LE RECAPITULATIF DE L'ACTIVITE

"Allah n'est pas obligé" - Ahmadou Kourouma

L'enfant, la guerre et la mort...

Contrairement à ce que l'on pourrait croire en découvrant que le narrateur en est un enfant, le roman d'Ahmadou Kourouma est un texte abrupt, aussi bien sur le fond que sur la forme.

Birahima, garçon malinké d'une petite dizaine d'années, nous raconte son "blabla", sa "vie de merde". A la mort de sa mère, il quitte la Côte-d'Ivoire accompagné de Yacouba, un féticheur musulman boiteux, pour retrouver sa tante Mahan, devenue, par décision des chefs du village, sa tutrice. Cette dernière vit au Liberia.

A peine entrés dans ce pays en proie à la guerre, Birahima est enrôlé comme enfant-soldat par une des factions combattantes pendant que son compagnon est engagé comme "grigriman". Leur périple va ensuite les emmener jusqu'en Sierra Leone, les immergeant dans un univers de chaos, dans lequel ils survivent en se faisant successivement recruter par divers chefs de guerre. 

Des chefs de guerre qui s'affrontent, mais partagent une valeur commune, celle de la barbarie. Viols, tortures, anthropophagie... Birahima devient témoin de cette folie dont semblent pris les hommes, et côtoie une mort devenue familière, celle notamment des enfants qui combattent à ses côtés, et dont parfois il nous raconte, à l'occasion d'une triste oraison, la sordide existence... 

Il évoque cette noire épopée avec un détachement candide sous lequel affleurent parfois un chagrin qui le dépasse et qu'il fait taire avec une brusque colère, et une fausse naïveté qui rend son propos d'autant plus glaçant. 

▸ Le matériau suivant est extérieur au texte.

// Use 3rd party
use time::OffsetDateTime;

// Use local
use crate::client::{ClientError, ClientResult};
use crate::model::{
    number_from_string, set, set_formatted, set_models, set_timestamp, timestamp_from_json, Field, Fields,
    Model, Schema,
};

pub type Bookmark<'a> = Model<'a, BookmarkData>;
pub type BookmarkList<'a> = Model<'a, BookmarkListData<'a>>;

#[derive(Clone, Debug, Default, PartialEq)]
pub struct BookmarkData {
    pub music_token: Option<String>,
    pub artist_name: Option<String>,
    pub art_url: Option<String>,
    pub bookmark_token: Option<String>,
    pub date_created: Option<OffsetDateTime>,

    // song bookmarks only
    pub sample_url: Option<String>,
    pub sample_gain: Option<f64>,
    pub album_name: Option<String>,
    pub song_name: Option<String>,
}

impl<'a> Fields<'a> for BookmarkData {
    fn schema() -> Schema<'a, Self> {
        Schema::new(vec![
            Field::new("music_token", "musicToken", |d: &mut Self, _, v| set(&mut d.music_token, v)),
            Field::new("artist_name", "artistName", |d: &mut Self, _, v| set(&mut d.artist_name, v)),
            Field::new("art_url", "artUrl", |d: &mut Self, _, v| set(&mut d.art_url, v)),
            Field::new("bookmark_token", "bookmarkToken", |d: &mut Self, _, v| {
                set(&mut d.bookmark_token, v)
            }),
            Field::new("date_created", "dateCreated", |d: &mut Self, _, v| {
                set_timestamp(&mut d.date_created, v)
            })
            .formatter(timestamp_from_json),
            Field::new("sample_url", "sampleUrl", |d: &mut Self, _, v| set(&mut d.sample_url, v)),
            Field::new("sample_gain", "sampleGain", |d: &mut Self, _, v| {
                set_formatted(&mut d.sample_gain, v)
            })
            .formatter(number_from_string),
            Field::new("album_name", "albumName", |d: &mut Self, _, v| set(&mut d.album_name, v)),
            Field::new("song_name", "songName", |d: &mut Self, _, v| set(&mut d.song_name, v)),
        ])
    }
}

impl BookmarkData {
    pub fn is_song_bookmark(&self) -> bool {
        self.song_name.is_some()
    }
}

impl Bookmark<'_> {
    /// Deletes this song or artist bookmark.
    pub fn delete(&self) -> ClientResult<()> {
        let token = self
            .bookmark_token
            .as_deref()
            .ok_or_else(|| ClientError::shape("bookmarkToken", "string"))?;
        if self.is_song_bookmark() {
            self.client().delete_song_bookmark(token)
        } else {
            self.client().delete_artist_bookmark(token)
        }
    }
}

#[derive(Clone, Debug, Default, PartialEq)]
pub struct BookmarkListData<'a> {
    pub songs: Vec<Bookmark<'a>>,
    pub artists: Vec<Bookmark<'a>>,
}

impl<'a> Fields<'a> for BookmarkListData<'a> {
    fn schema() -> Schema<'a, Self> {
        Schema::new(vec![
            Field::new("songs", "songs", |d: &mut Self, client, v| set_models(&mut d.songs, client, v)),
            Field::new("artists", "artists", |d: &mut Self, client, v| {
                set_models(&mut d.artists, client, v)
            }),
        ])
    }
}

Il se montre aussi, par moments, didactique, éclaire le lecteur profane sur le contexte géopolitique des pays qu'il traverse, en expliquant avec ses mots d'enfant la corruption, les manigances et la brutalité des adultes au pouvoir, en pointant les responsabilités non seulement des gouvernements africains, des chefs de clan ou des responsables religieux, mais aussi des ONG et de certains états occidentaux, dans le mûrissement d'une situation devenue inextricable. Il exprime ainsi une vérité crue, dénonce entre autres la bêtise des antagonismes tribaux, l'immoralité des individus au pouvoir, et surtout l'absurdité cruelle de conflits dont les victimes sont toujours les mêmes, ces enfants déjà brutalisés par la vie, que l'on séduit avec la promesse de posséder "un kalachnikov", et dont on entretient la motivation à coups de drogues. Tout cela pour finir, dans l'indifférence générale, en chair à canon...

Ce sujet particulièrement douloureux est de plus servi par une écriture heurtée, composite, qui mêle parler "petit nègre", expressions enfantines ou indigènes et langue parfois soutenue, le tout fréquemment entrecoupé de parenthèses dont le contenu, issu de divers dictionnaires, explicite certains termes ou formulations à l'attention des lecteurs que leurs origines diverses pourront empêcher de les comprendre.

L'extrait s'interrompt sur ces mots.